• Data extract
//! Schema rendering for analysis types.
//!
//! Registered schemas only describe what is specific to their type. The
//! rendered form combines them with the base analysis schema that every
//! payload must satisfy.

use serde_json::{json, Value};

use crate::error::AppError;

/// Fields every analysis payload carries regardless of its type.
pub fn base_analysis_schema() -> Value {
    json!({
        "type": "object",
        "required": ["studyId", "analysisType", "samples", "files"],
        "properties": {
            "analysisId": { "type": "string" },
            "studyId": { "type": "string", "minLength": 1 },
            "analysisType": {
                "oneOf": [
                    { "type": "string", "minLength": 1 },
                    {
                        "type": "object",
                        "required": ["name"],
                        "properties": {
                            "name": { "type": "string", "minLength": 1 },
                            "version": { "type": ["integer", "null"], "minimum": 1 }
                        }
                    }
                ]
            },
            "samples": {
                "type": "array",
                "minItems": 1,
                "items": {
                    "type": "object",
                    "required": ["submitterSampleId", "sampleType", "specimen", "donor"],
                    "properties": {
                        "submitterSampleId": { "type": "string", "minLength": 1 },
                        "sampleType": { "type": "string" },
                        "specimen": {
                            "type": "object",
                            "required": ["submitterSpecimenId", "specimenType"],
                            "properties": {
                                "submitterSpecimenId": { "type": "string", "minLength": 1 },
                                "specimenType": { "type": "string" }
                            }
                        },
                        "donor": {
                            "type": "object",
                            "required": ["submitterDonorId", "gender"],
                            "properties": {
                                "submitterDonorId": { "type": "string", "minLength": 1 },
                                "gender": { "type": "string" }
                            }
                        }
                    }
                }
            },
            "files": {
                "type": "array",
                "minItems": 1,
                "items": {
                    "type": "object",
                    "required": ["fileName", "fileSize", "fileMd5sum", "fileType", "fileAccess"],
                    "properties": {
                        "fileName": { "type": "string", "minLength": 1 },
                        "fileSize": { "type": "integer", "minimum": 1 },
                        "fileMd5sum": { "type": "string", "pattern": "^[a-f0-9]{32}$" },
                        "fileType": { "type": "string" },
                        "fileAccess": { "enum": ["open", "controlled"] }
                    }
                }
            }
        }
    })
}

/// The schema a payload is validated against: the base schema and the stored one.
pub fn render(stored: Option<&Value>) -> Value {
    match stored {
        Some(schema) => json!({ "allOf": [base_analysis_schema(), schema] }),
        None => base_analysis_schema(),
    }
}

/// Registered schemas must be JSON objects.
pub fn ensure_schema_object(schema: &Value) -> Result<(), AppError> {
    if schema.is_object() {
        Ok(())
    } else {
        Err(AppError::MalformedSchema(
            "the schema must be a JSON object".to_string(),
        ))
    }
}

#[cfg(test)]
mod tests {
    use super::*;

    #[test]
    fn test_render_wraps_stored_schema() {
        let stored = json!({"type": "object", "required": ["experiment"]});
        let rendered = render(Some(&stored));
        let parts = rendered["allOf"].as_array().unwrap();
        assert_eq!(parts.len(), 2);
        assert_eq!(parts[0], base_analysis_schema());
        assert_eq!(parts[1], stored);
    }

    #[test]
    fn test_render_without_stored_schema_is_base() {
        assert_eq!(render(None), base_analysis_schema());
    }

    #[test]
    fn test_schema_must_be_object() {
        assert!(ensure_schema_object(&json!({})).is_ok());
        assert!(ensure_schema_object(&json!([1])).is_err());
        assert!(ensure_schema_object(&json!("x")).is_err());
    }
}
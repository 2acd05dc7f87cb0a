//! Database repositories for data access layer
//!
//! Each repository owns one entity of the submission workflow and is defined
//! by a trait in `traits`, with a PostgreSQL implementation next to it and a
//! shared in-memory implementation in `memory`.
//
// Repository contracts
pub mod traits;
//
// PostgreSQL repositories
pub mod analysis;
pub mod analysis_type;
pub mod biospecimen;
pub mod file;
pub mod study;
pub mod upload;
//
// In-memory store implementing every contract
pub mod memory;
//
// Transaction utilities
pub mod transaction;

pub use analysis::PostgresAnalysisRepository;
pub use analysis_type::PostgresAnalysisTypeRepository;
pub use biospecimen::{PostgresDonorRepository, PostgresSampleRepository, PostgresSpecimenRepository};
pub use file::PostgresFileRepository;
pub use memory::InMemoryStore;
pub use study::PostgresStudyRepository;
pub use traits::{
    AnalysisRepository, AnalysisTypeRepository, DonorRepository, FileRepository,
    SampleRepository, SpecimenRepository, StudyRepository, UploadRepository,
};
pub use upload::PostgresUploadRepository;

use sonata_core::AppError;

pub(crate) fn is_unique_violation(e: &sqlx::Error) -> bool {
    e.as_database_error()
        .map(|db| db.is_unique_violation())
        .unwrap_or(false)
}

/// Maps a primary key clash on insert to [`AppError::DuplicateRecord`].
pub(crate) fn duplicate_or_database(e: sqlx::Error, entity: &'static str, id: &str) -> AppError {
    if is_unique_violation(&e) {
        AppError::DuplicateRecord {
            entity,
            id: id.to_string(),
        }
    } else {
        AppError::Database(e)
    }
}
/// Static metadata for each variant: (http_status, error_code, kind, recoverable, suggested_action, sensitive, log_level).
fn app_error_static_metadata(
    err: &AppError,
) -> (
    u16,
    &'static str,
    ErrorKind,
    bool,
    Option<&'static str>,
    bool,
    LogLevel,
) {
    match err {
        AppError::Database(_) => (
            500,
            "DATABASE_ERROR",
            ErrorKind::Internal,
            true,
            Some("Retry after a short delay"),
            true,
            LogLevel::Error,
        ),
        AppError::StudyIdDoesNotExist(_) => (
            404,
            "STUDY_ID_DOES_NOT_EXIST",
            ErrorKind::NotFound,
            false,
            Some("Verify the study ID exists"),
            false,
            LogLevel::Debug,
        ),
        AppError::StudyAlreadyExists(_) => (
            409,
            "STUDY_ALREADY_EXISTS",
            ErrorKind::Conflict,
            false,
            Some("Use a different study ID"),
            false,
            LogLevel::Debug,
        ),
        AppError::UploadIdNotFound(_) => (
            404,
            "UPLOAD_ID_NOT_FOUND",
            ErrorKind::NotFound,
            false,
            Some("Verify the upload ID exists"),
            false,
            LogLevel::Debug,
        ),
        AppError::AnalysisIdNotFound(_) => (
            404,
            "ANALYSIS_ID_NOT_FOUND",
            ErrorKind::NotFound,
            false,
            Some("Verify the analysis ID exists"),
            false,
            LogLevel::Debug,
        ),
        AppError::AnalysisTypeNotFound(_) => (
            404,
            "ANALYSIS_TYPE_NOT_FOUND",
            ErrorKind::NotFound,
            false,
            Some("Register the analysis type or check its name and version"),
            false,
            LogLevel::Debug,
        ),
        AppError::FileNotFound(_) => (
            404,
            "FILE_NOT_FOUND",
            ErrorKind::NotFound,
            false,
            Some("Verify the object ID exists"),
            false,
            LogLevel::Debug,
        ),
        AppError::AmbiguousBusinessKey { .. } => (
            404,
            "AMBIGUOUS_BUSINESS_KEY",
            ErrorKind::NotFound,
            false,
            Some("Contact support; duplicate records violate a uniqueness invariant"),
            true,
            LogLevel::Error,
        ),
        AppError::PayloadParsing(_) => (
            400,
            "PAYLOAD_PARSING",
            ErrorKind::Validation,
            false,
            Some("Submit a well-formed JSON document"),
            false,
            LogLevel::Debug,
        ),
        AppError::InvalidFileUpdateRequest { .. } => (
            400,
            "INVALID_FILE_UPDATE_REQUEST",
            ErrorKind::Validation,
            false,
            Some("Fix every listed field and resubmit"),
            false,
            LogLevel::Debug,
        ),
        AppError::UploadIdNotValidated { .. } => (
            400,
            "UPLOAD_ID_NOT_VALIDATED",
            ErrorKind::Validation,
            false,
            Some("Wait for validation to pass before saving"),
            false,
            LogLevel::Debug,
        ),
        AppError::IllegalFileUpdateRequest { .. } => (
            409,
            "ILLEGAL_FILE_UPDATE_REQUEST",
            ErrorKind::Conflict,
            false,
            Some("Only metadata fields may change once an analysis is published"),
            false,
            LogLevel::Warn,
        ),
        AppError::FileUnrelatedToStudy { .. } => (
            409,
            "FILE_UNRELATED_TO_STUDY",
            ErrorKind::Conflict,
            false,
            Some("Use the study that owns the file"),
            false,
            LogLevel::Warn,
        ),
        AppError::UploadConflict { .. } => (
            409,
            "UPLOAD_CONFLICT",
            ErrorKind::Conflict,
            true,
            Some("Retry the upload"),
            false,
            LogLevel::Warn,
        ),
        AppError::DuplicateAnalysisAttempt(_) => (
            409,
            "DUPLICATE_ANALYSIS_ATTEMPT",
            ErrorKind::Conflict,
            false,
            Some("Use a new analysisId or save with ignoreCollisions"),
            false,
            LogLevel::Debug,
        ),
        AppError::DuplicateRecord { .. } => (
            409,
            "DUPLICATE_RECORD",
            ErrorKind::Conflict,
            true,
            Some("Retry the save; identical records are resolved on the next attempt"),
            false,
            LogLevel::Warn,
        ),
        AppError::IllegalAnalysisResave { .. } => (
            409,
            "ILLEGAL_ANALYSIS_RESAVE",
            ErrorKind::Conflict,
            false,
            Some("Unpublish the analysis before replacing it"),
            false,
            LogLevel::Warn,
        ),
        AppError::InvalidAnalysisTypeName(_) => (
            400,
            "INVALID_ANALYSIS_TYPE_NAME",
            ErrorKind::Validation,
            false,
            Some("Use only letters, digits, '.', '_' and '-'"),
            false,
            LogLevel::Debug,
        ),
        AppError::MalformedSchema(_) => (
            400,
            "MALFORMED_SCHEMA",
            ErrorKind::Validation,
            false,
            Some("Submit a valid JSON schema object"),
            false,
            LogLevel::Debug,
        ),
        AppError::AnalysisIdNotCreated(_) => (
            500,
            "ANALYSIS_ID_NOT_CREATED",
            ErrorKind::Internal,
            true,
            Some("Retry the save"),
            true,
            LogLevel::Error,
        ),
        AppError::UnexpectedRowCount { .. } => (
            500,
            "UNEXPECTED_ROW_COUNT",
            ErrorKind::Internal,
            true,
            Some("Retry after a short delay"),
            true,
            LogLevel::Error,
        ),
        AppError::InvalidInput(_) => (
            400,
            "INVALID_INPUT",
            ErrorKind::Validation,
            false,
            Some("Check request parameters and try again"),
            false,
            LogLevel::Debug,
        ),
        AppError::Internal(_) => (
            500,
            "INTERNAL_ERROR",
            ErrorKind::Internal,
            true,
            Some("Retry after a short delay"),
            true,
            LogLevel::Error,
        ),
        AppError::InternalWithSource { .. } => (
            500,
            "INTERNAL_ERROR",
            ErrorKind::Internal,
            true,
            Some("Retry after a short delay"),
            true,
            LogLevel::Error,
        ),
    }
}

---

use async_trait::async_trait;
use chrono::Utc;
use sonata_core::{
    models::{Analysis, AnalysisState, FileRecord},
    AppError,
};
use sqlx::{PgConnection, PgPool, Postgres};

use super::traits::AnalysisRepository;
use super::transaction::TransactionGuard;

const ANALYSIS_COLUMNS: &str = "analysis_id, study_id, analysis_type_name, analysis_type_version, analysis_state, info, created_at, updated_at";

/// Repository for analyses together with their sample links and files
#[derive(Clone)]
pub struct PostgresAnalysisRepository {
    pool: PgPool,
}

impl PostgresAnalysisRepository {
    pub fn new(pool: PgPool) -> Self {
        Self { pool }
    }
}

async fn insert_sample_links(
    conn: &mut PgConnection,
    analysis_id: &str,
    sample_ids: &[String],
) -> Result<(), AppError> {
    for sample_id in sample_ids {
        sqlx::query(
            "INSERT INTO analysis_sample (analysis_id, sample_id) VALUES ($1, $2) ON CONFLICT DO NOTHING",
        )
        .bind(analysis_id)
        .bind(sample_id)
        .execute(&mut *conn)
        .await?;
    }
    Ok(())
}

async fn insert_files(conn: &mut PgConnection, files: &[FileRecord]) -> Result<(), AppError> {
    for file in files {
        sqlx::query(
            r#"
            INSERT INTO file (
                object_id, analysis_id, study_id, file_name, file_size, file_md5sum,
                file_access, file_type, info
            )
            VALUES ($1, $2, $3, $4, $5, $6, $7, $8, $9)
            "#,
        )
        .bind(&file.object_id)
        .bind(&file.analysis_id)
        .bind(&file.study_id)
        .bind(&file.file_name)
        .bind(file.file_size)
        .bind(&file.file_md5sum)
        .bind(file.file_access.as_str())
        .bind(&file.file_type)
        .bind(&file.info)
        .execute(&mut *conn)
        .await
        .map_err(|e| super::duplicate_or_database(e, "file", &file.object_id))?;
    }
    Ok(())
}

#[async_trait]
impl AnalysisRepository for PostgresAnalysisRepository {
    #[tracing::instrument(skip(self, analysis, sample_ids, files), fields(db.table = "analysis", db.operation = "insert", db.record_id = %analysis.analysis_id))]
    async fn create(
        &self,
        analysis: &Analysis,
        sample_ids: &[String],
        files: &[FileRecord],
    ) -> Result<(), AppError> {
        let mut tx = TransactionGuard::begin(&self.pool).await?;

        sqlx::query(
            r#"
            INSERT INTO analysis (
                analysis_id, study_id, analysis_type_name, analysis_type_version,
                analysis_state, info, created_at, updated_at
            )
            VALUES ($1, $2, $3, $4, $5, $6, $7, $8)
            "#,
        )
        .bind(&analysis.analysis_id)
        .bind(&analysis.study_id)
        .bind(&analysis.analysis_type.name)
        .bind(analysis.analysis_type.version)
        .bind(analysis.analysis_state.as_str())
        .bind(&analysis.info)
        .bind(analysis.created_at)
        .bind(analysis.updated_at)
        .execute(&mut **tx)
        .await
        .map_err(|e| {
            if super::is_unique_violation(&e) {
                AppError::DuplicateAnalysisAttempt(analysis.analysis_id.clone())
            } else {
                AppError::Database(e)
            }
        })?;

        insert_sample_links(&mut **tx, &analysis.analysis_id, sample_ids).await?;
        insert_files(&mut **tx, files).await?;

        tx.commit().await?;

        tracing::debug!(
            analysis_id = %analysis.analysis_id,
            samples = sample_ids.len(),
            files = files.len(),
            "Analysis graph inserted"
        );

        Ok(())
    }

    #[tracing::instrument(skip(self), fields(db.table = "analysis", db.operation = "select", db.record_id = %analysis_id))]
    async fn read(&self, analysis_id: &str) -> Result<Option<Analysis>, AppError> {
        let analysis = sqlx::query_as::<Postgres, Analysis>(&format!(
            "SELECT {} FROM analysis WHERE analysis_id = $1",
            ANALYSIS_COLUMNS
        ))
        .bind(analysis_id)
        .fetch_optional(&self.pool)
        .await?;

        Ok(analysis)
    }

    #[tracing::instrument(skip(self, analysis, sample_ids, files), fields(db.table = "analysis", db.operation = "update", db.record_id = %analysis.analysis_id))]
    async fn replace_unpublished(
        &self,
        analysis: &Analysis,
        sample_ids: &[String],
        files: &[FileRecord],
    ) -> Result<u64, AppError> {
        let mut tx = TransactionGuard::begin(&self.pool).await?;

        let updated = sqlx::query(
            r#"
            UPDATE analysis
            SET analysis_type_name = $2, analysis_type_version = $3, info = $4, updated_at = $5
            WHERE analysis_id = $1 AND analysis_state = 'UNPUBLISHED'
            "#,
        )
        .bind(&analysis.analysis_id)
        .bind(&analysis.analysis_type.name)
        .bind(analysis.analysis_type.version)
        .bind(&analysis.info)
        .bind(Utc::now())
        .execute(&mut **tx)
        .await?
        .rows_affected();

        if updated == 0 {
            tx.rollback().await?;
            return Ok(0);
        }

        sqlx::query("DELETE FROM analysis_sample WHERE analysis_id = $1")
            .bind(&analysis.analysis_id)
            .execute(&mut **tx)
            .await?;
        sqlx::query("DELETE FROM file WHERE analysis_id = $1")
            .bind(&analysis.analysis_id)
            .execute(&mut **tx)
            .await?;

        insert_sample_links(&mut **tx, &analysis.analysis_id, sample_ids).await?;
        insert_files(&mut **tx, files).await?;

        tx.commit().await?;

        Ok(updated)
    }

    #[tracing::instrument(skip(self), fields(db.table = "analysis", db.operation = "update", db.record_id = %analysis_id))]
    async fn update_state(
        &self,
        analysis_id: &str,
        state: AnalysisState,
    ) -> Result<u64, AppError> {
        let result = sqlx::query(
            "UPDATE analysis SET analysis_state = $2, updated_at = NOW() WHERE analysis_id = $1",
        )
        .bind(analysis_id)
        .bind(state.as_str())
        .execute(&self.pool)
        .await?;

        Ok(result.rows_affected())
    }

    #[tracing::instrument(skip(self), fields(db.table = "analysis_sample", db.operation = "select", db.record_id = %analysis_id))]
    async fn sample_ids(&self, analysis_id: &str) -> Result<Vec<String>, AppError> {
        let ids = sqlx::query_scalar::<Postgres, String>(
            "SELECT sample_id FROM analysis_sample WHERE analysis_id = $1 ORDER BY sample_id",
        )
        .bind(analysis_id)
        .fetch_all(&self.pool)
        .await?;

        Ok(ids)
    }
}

• What you are asked to do
Copy each line above holding "minimum".

• Answer section
                            "version": { "type": ["integer", "null"], "minimum": 1 }
                        "fileSize": { "type": "integer", "minimum": 1 },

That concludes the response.